If you get caught in the rain without an umbrella, it won’t be your weather forecaster’s fault. At least, that appears to be NASA’s hope with a new weather probe that “will relay atmospheric conditions as they are unfolding and provide data to improve weather forecasts and models.” The probe has already begun test flights on NASA’s Ikhana remotely piloted aircraft, which means that one day, you may have to trust what your weatherman tells you.
“The weather information can benefit any kind of commercial or military aircraft and it could have uses for unmanned aircraft systems in the future,” said Ed Diks, Ikhana deputy project manager. The probe relies upon Panasonic Tropospheric Airborne Meteorological Data Reporting, or TAMDAR, and while this technology in and of itself is nothing new (NQWQ said it’s been riding along on commercial airliners for more than 12 years), the TAMDAR Edge system is a much smaller, lighter weight version of the original technology.
And that’s partially why it can fly on an unmanned craft like the Ikhana.
Indeed, Ikhama and TAMDAR Edge may have a mutually beneficial relationship, according to pilot Hernan Posada. “Weather is vital to our safe operation of this aircraft,” Posada noted. “We adhere to strict airspace rules and manufacturer limits and seeing weather and being able to avoid it is a plus.”
We’ll soon be able to see exactly how good the probe really is when TAMDAR and a communications satellite network join forces to provide pilots with real-time weather, and separately, help better weather forecasting models. The TAMDAR Edge probe is capable of collecting a veritable treasure trove of meteorological information, including winds aloft, temperature, humidity, pressure, icing presence, and more.
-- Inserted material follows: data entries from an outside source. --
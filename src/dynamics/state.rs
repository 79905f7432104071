use nalgebra::{Matrix3, Vector3};

// ---------------------------------------------------------------------------
// Rigid-body state: position, orientation, velocity, rotation rate
// ---------------------------------------------------------------------------

/// Kinematic state of the airframe.
///
/// World frame is a local flat-earth frame with +z up. Body frame is
/// +x forward, +y left, +z up. `orient` maps body vectors into the world
/// frame. `acc` and `racc` are outputs of the last force evaluation and are
/// ignored as initial conditions.
#[derive(Debug, Clone, PartialEq)]
pub struct State {
    pub time: f64,
    pub pos: Vector3<f64>,    // m, world
    pub orient: Matrix3<f64>, // body→world rotation
    pub vel: Vector3<f64>,    // m/s, world
    pub rot: Vector3<f64>,    // rad/s, body
    pub acc: Vector3<f64>,    // m/s^2, world
    pub racc: Vector3<f64>,   // rad/s^2, body
}

impl Default for State {
    fn default() -> Self {
        Self {
            time: 0.0,
            pos: Vector3::zeros(),
            orient: Matrix3::identity(),
            vel: Vector3::zeros(),
            rot: Vector3::zeros(),
            acc: Vector3::zeros(),
            racc: Vector3::zeros(),
        }
    }
}

impl State {
    /// A state at rest at `pos`, pitched nose-up by `pitch` radians.
    pub fn pitched(pos: Vector3<f64>, pitch: f64) -> Self {
        Self {
            pos,
            orient: pitch_matrix(pitch),
            ..Self::default()
        }
    }

    /// Advance by `dt` along the rates in `d`.
    ///
    /// Orientation is composed with the incremental rotation for the body
    /// rate, everything else is extrapolated linearly.
    pub fn extrapolate(&self, d: &Deriv, dt: f64) -> State {
        State {
            time: self.time + dt,
            pos: self.pos + d.vel * dt,
            orient: self.orient * rot_matrix(&d.rot, dt),
            vel: self.vel + d.acc * dt,
            rot: self.rot + d.racc * dt,
            acc: self.acc,
            racc: self.racc,
        }
    }

    /// World → body.
    pub fn local_vector(&self, v: &Vector3<f64>) -> Vector3<f64> {
        self.orient.tr_mul(v)
    }

    /// Body → world.
    pub fn global_vector(&self, v: &Vector3<f64>) -> Vector3<f64> {
        self.orient * v
    }

    /// World position of a body-frame point.
    pub fn global_point(&self, p: &Vector3<f64>) -> Vector3<f64> {
        self.pos + self.orient * p
    }

    /// Body-frame point of a world position.
    pub fn local_point(&self, p: &Vector3<f64>) -> Vector3<f64> {
        self.orient.tr_mul(&(p - self.pos))
    }

    /// Velocity of a body-frame point, expressed in the body frame.
    pub fn point_velocity(&self, p: &Vector3<f64>) -> Vector3<f64> {
        self.local_vector(&self.vel) + self.rot.cross(p)
    }

    /// Pitch angle from local horizontal (rad). Positive = nose up.
    pub fn pitch(&self) -> f64 {
        self.orient[(2, 0)].clamp(-1.0, 1.0).asin()
    }

    /// Bank angle (rad). Positive = right wing down.
    pub fn roll(&self) -> f64 {
        self.orient[(2, 1)].atan2(self.orient[(2, 2)])
    }

    /// Heading of the body x axis, measured from world +x toward world +y.
    pub fn heading(&self) -> f64 {
        self.orient[(1, 0)].atan2(self.orient[(0, 0)])
    }

    /// Columns unit length and mutually perpendicular within `tol`.
    pub fn is_orthonormal(&self, tol: f64) -> bool {
        let m = &self.orient;
        let c = [m.column(0), m.column(1), m.column(2)];
        for i in 0..3 {
            if (c[i].norm() - 1.0).abs() > tol {
                return false;
            }
            for j in (i + 1)..3 {
                if c[i].dot(&c[j]).abs() > tol {
                    return false;
                }
            }
        }
        true
    }
}

// ---------------------------------------------------------------------------
// State derivative
// ---------------------------------------------------------------------------

#[derive(Debug, Clone, PartialEq)]
pub struct Deriv {
    pub vel: Vector3<f64>,  // world
    pub rot: Vector3<f64>,  // body
    pub acc: Vector3<f64>,  // world
    pub racc: Vector3<f64>, // body
}

impl Deriv {
    /// Classical RK4 combination (1, 2, 2, 1) / 6.
    pub fn rk4_average(k1: &Deriv, k2: &Deriv, k3: &Deriv, k4: &Deriv) -> Deriv {
        let w = 1.0 / 6.0;
        Deriv {
            vel: (k1.vel + 2.0 * k2.vel + 2.0 * k3.vel + k4.vel) * w,
            rot: (k1.rot + 2.0 * k2.rot + 2.0 * k3.rot + k4.rot) * w,
            acc: (k1.acc + 2.0 * k2.acc + 2.0 * k3.acc + k4.acc) * w,
            racc: (k1.racc + 2.0 * k2.racc + 2.0 * k3.racc + k4.racc) * w,
        }
    }
}

// ---------------------------------------------------------------------------
// Rotation helpers
// ---------------------------------------------------------------------------

/// Rotations smaller than this are treated as identity.
const MIN_ROTATION: f64 = 1e-12;

/// Incremental rotation matrix for body rate `r` applied over `dt`
/// (Rodrigues' formula for exp([r·dt]×)).
pub fn rot_matrix(r: &Vector3<f64>, dt: f64) -> Matrix3<f64> {
    let rate = r.norm();
    let theta = rate * dt;
    if theta.abs() < MIN_ROTATION || rate == 0.0 {
        return Matrix3::identity();
    }
    let axis = r / rate;
    let k = axis.cross_matrix();
    Matrix3::identity() + k * theta.sin() + k * k * (1.0 - theta.cos())
}

/// Gram-Schmidt on the columns; the third column is rebuilt as a cross
/// product so the result is always right-handed.
pub fn orthonormalize(m: &mut Matrix3<f64>) {
    let c0 = m.column(0).normalize();
    let c1 = m.column(1).into_owned();
    let c1 = (c1 - c0 * c0.dot(&c1)).normalize();
    let c2 = c0.cross(&c1);
    m.set_column(0, &c0);
    m.set_column(1, &c1);
    m.set_column(2, &c2);
}

/// Body→world matrix for a nose-up pitch about the world y axis.
pub fn pitch_matrix(pitch: f64) -> Matrix3<f64> {
    let (s, c) = pitch.sin_cos();
    Matrix3::new(
        c, 0.0, -s, //
        0.0, 1.0, 0.0, //
        s, 0.0, c,
    )
}

/// Body→world matrix for a heading about the world z axis.
pub fn heading_matrix(heading: f64) -> Matrix3<f64> {
    let (s, c) = heading.sin_cos();
    Matrix3::new(
        c, -s, 0.0, //
        s, c, 0.0, //
        0.0, 0.0, 1.0,
    )
}

#[cfg(test)]
mod tests {
    use super::*;
    use approx::assert_relative_eq;

    #[test]
    fn tiny_rotation_is_identity() {
        let m = rot_matrix(&Vector3::new(1e-15, 0.0, 0.0), 0.01);
        assert_eq!(m, Matrix3::identity());
        let z = rot_matrix(&Vector3::zeros(), 1.0);
        assert!(z.iter().all(|v| v.is_finite()));
    }

    #[test]
    fn quarter_turn_about_z() {
        let m = rot_matrix(&Vector3::new(0.0, 0.0, std::f64::consts::FRAC_PI_2), 1.0);
        let x = m * Vector3::x();
        assert_relative_eq!(x, Vector3::y(), epsilon = 1e-12);
    }

    #[test]
    fn orthonormalize_repairs_drift() {
        let mut m = Matrix3::new(1.01, 0.02, 0.0, -0.01, 0.99, 0.03, 0.0, -0.02, 1.02);
        orthonormalize(&mut m);
        let s = State {
            orient: m,
            ..State::default()
        };
        assert!(s.is_orthonormal(1e-12));
        assert!(m.determinant() > 0.0, "must stay right-handed");
    }

    #[test]
    fn pitch_matrix_raises_nose() {
        let s = State::pitched(Vector3::zeros(), 0.1);
        assert_relative_eq!(s.pitch(), 0.1, epsilon = 1e-12);
        assert!(s.global_vector(&Vector3::x()).z > 0.0);
        assert!(s.is_orthonormal(1e-12));
    }

    #[test]
    fn point_velocity_includes_rotation() {
        let s = State {
            rot: Vector3::new(0.0, 0.0, 1.0),
            ..State::default()
        };
        // Yawing left: a point on the nose moves toward +y
        let v = s.point_velocity(&Vector3::new(2.0, 0.0, 0.0));
        assert_relative_eq!(v, Vector3::new(0.0, 2.0, 0.0), epsilon = 1e-12);
    }
}
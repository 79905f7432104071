use nalgebra::Vector3;

use crate::units::G0;

const EARTH_RADIUS: f64 = 6_371_000.0;

/// Inverse-square gravity acceleration in the world frame (+z up).
pub fn gravity_accel(altitude: f64) -> Vector3<f64> {
    let alt = altitude.max(0.0);
    let g = G0 * (EARTH_RADIUS / (EARTH_RADIUS + alt)).powi(2);
    Vector3::new(0.0, 0.0, -g)
}

/// Weight of `mass` at `altitude`, world frame.
pub fn gravity_force(altitude: f64, mass: f64) -> Vector3<f64> {
    gravity_accel(altitude) * mass
}

#[cfg(test)]
mod tests {
    use super::*;

    #[test]
    fn sea_level_gravity() {
        let g = gravity_accel(0.0);
        assert!((g.z + G0).abs() < 1e-9);
    }

    #[test]
    fn gravity_decreases_with_altitude() {
        let g0 = gravity_accel(0.0).z.abs();
        let g10k = gravity_accel(10_000.0).z.abs();
        assert!(g10k < g0);
        assert!(g0 - g10k < 0.05, "flat-earth altitudes barely change g");
    }
}
use nalgebra::Vector3;
use serde::Serialize;

use crate::dynamics::{MassId, RigidBody};
use crate::error::{FdmError, Result};

// ---------------------------------------------------------------------------
// Variable masses: fuel tanks, payload stations, ballast
// ---------------------------------------------------------------------------

/// Density of jet fuel, kg/m^3.
pub const JET_FUEL_DENSITY: f64 = 804.0;
/// Density of aviation gasoline, kg/m^3.
pub const AVGAS_DENSITY: f64 = 720.0;

#[derive(Debug, Clone, Serialize)]
pub struct Tank {
    pub pos: Vector3<f64>, // m body
    pub capacity: f64,     // kg
    pub fill: f64,         // kg
    pub density: f64,      // kg/m^3
    #[serde(skip)]
    handle: Option<MassId>,
}

impl Tank {
    pub fn new(pos: Vector3<f64>, capacity: f64) -> Self {
        Self {
            pos,
            capacity,
            fill: capacity,
            density: AVGAS_DENSITY,
            handle: None,
        }
    }

    pub fn with_density(mut self, density: f64) -> Self {
        self.density = density;
        self
    }

    pub fn with_fill(mut self, fill: f64) -> Self {
        self.fill = fill;
        self
    }

    /// Contents in m^3.
    pub fn volume(&self) -> f64 {
        self.fill / self.density
    }
}

/// A named payload station. The solver loads it with the weight given for
/// each trim condition.
#[derive(Debug, Clone, Serialize)]
pub struct Payload {
    pub name: String,
    pub pos: Vector3<f64>, // m body
    pub mass: f64,         // kg, current
    pub cruise: f64,       // kg while trimming cruise
    pub approach: f64,     // kg while trimming approach
    #[serde(skip)]
    handle: Option<MassId>,
}

impl Payload {
    pub fn new(name: &str, pos: Vector3<f64>, mass: f64) -> Self {
        Self {
            name: name.to_string(),
            pos,
            mass,
            cruise: mass,
            approach: mass,
            handle: None,
        }
    }

    pub fn solve_weights(mut self, cruise: f64, approach: f64) -> Self {
        self.cruise = cruise;
        self.approach = approach;
        self
    }
}

/// Which trim condition a mass setup is for.
#[derive(Debug, Clone, Copy, PartialEq, Eq)]
pub enum Condition {
    Cruise,
    Approach,
}

#[derive(Debug, Clone, Default)]
pub struct MassModel {
    tanks: Vec<Tank>,
    payloads: Vec<Payload>,
}

impl MassModel {
    pub fn new(tanks: Vec<Tank>, payloads: Vec<Payload>) -> Result<Self> {
        for t in &tanks {
            if !(t.capacity >= 0.0) || t.fill < 0.0 || t.fill > t.capacity {
                return Err(FdmError::invalid("tank.fill", format!("{} outside 0..{}", t.fill, t.capacity)));
            }
            if !(t.density > 0.0) {
                return Err(FdmError::invalid("tank.density", "must be positive"));
            }
        }
        if let Some(p) = payloads.iter().find(|p| p.mass < 0.0 || p.cruise < 0.0 || p.approach < 0.0) {
            return Err(FdmError::invalid("payload.mass", format!("{} has a negative weight", p.name)));
        }
        Ok(Self { tanks, payloads })
    }

    /// Add every tank and payload to `body` as point masses.
    pub fn attach(&mut self, body: &mut RigidBody) {
        for t in &mut self.tanks {
            t.handle = Some(body.add_mass(t.fill, t.pos));
        }
        for p in &mut self.payloads {
            p.handle = Some(body.add_mass(p.mass, p.pos));
        }
    }

    /// Copy the current fills and payloads into `body`.
    pub fn apply(&self, body: &mut RigidBody) {
        for t in &self.tanks {
            if let Some(h) = t.handle {
                body.set_mass(h, t.fill);
            }
        }
        for p in &self.payloads {
            if let Some(h) = p.handle {
                body.set_mass(h, p.mass);
            }
        }
    }

    /// Like [`apply`](Self::apply), but with the solve weights for `cond`.
    pub fn apply_for(&self, body: &mut RigidBody, cond: Condition) {
        self.apply(body);
        for p in &self.payloads {
            if let Some(h) = p.handle {
                let m = match cond {
                    Condition::Cruise => p.cruise,
                    Condition::Approach => p.approach,
                };
                body.set_mass(h, m);
            }
        }
    }

    pub fn tanks(&self) -> &[Tank] {
        &self.tanks
    }

    pub fn payloads(&self) -> &[Payload] {
        &self.payloads
    }

    pub fn set_tank_fill(&mut self, tank: usize, fill: f64) -> Result<()> {
        let t = self
            .tanks
            .get_mut(tank)
            .ok_or_else(|| FdmError::invalid("tank", format!("no tank {tank}")))?;
        t.fill = fill.clamp(0.0, t.capacity);
        Ok(())
    }

    /// Fill every tank to `frac` of its capacity.
    pub fn set_fuel_fraction(&mut self, frac: f64) {
        let frac = frac.clamp(0.0, 1.0);
        for t in &mut self.tanks {
            t.fill = t.capacity * frac;
        }
    }

    pub fn set_payload(&mut self, name: &str, mass: f64) -> Result<()> {
        let p = self
            .payloads
            .iter_mut()
            .find(|p| p.name == name)
            .ok_or_else(|| FdmError::invalid("payload", format!("no payload named {name}")))?;
        p.mass = mass.max(0.0);
        Ok(())
    }

    pub fn fuel(&self) -> f64 {
        self.tanks.iter().map(|t| t.fill).sum()
    }

    pub fn capacity(&self) -> f64 {
        self.tanks.iter().map(|t| t.capacity).sum()
    }

    /// Remove `mass` kg of fuel, drawn from every tank in proportion to its
    /// contents. Returns the mass actually removed.
    pub fn drain(&mut self, mass: f64) -> f64 {
        let total = self.fuel();
        if total <= 0.0 || mass <= 0.0 {
            return 0.0;
        }
        let taken = mass.min(total);
        let frac = taken / total;
        for t in &mut self.tanks {
            t.fill -= t.fill * frac;
        }
        taken
    }
}

#[cfg(test)]
mod tests {
    use super::*;
    use approx::assert_relative_eq;

    fn two_tanks() -> MassModel {
        MassModel::new(
            vec![
                Tank::new(Vector3::new(0.0, 2.0, 0.0), 100.0),
                Tank::new(Vector3::new(0.0, -2.0, 0.0), 100.0).with_fill(50.0),
            ],
            vec![Payload::new("pilot", Vector3::new(1.0, 0.0, 0.0), 80.0).solve_weights(90.0, 70.0)],
        )
        .unwrap()
    }

    #[test]
    fn drain_is_proportional_to_contents() {
        let mut m = two_tanks();
        let taken = m.drain(30.0);
        assert_relative_eq!(taken, 30.0);
        assert_relative_eq!(m.tanks()[0].fill, 80.0);
        assert_relative_eq!(m.tanks()[1].fill, 40.0);
        assert_relative_eq!(m.drain(1000.0), 120.0);
        assert_relative_eq!(m.fuel(), 0.0);
        assert_relative_eq!(m.drain(1.0), 0.0);
    }

    #[test]
    fn solve_weights_replace_payload() {
        let mut m = two_tanks();
        let mut body = RigidBody::new();
        body.add_mass(1000.0, Vector3::zeros());
        m.attach(&mut body);
        m.apply_for(&mut body, Condition::Cruise);
        body.recalc().unwrap();
        assert_relative_eq!(body.total_mass(), 1000.0 + 150.0 + 90.0);
        m.apply_for(&mut body, Condition::Approach);
        body.recalc().unwrap();
        assert_relative_eq!(body.total_mass(), 1000.0 + 150.0 + 70.0);
    }

    #[test]
    fn overfilled_tank_is_rejected() {
        let t = Tank::new(Vector3::zeros(), 10.0).with_fill(20.0);
        assert!(MassModel::new(vec![t], Vec::new()).is_err());
    }

    #[test]
    fn unknown_payload_is_an_error() {
        let mut m = two_tanks();
        assert!(m.set_payload("cargo", 10.0).is_err());
        m.set_payload("pilot", 100.0).unwrap();
        assert_relative_eq!(m.payloads()[0].mass, 100.0);
    }
}
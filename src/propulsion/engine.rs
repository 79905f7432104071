use serde::{Deserialize, Serialize};

use crate::physics::Atmo;
use super::piston::PistonEngine;
use super::turbine::TurbineEngine;

// ---------------------------------------------------------------------------
// Engine controls and the closed set of shaft engines
// ---------------------------------------------------------------------------

#[derive(Debug, Clone, Copy, PartialEq, Serialize, Deserialize)]
pub struct EngineControls {
    pub throttle: f64,
    pub mixture: f64,
    pub magnetos: u8,
    pub starter: bool,
    pub boost: f64,
    pub cond_lever: f64,
    pub fuel: bool,
}

impl Default for EngineControls {
    fn default() -> Self {
        Self {
            throttle: 0.0,
            mixture: 1.0,
            magnetos: 3,
            starter: false,
            boost: 1.0,
            cond_lever: 1.0,
            fuel: true,
        }
    }
}

#[derive(Debug, Clone)]
pub enum Engine {
    Piston(PistonEngine),
    Turbine(TurbineEngine),
}

impl Engine {
    pub fn apply_controls(&mut self, c: &EngineControls) {
        match self {
            Engine::Piston(e) => {
                e.set_throttle(c.throttle);
                e.set_mixture(c.mixture);
                e.set_magnetos(c.magnetos);
                e.set_starter(c.starter);
                e.set_boost(c.boost);
                e.set_fuel(c.fuel);
            }
            Engine::Turbine(e) => {
                e.set_throttle(c.throttle);
                e.set_cond_lever(c.cond_lever);
                e.set_starter(c.starter);
                e.set_fuel(c.fuel);
            }
        }
    }

    pub fn calc(&mut self, air: &Atmo, omega: f64) {
        match self {
            Engine::Piston(e) => e.calc(air.pressure, air.temperature, omega),
            Engine::Turbine(e) => e.calc(air.density, omega),
        }
    }

    pub fn integrate(&mut self, dt: f64) {
        match self {
            Engine::Piston(e) => e.integrate(dt),
            Engine::Turbine(e) => e.integrate(dt),
        }
    }

    pub fn stabilize(&mut self) {
        match self {
            Engine::Piston(e) => e.stabilize(),
            Engine::Turbine(e) => e.stabilize(),
        }
    }

    pub fn torque(&self) -> f64 {
        match self {
            Engine::Piston(e) => e.torque(),
            Engine::Turbine(e) => e.torque(),
        }
    }

    pub fn fuel_flow(&self) -> f64 {
        match self {
            Engine::Piston(e) => e.fuel_flow(),
            Engine::Turbine(e) => e.fuel_flow(),
        }
    }

    pub fn is_running(&self) -> bool {
        match self {
            Engine::Piston(e) => e.is_running(),
            Engine::Turbine(e) => e.is_running(),
        }
    }

    pub fn is_cranking(&self) -> bool {
        match self {
            Engine::Piston(e) => e.is_cranking(),
            Engine::Turbine(e) => e.is_cranking(),
        }
    }

    pub fn as_piston(&self) -> Option<&PistonEngine> {
        match self {
            Engine::Piston(e) => Some(e),
            Engine::Turbine(_) => None,
        }
    }

    pub fn as_turbine(&self) -> Option<&TurbineEngine> {
        match self {
            Engine::Turbine(e) => Some(e),
            Engine::Piston(_) => None,
        }
    }
}

impl From<PistonEngine> for Engine {
    fn from(e: PistonEngine) -> Self {
        Engine::Piston(e)
    }
}

impl From<TurbineEngine> for Engine {
    fn from(e: TurbineEngine) -> Self {
        Engine::Turbine(e)
    }
}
And aside from the sheer amount of real-time information TAMDAR Edge can collect, its mobility could also prove beneficial, especially in remote areas where gathering data is a bit trickier. “We have a lot of data at LAX (Los Angeles International Airport),” explained Scott Wiley, a NASA Armstrong meteorologist. “We have a lot of data in Seattle. We have a lot of data in Chicago. However, we don’t have a lot of data in remote areas … We are filling the data gaps with TAMDAR to improve the weather models and forecasts. It’s a tremendous benefit to have this data.”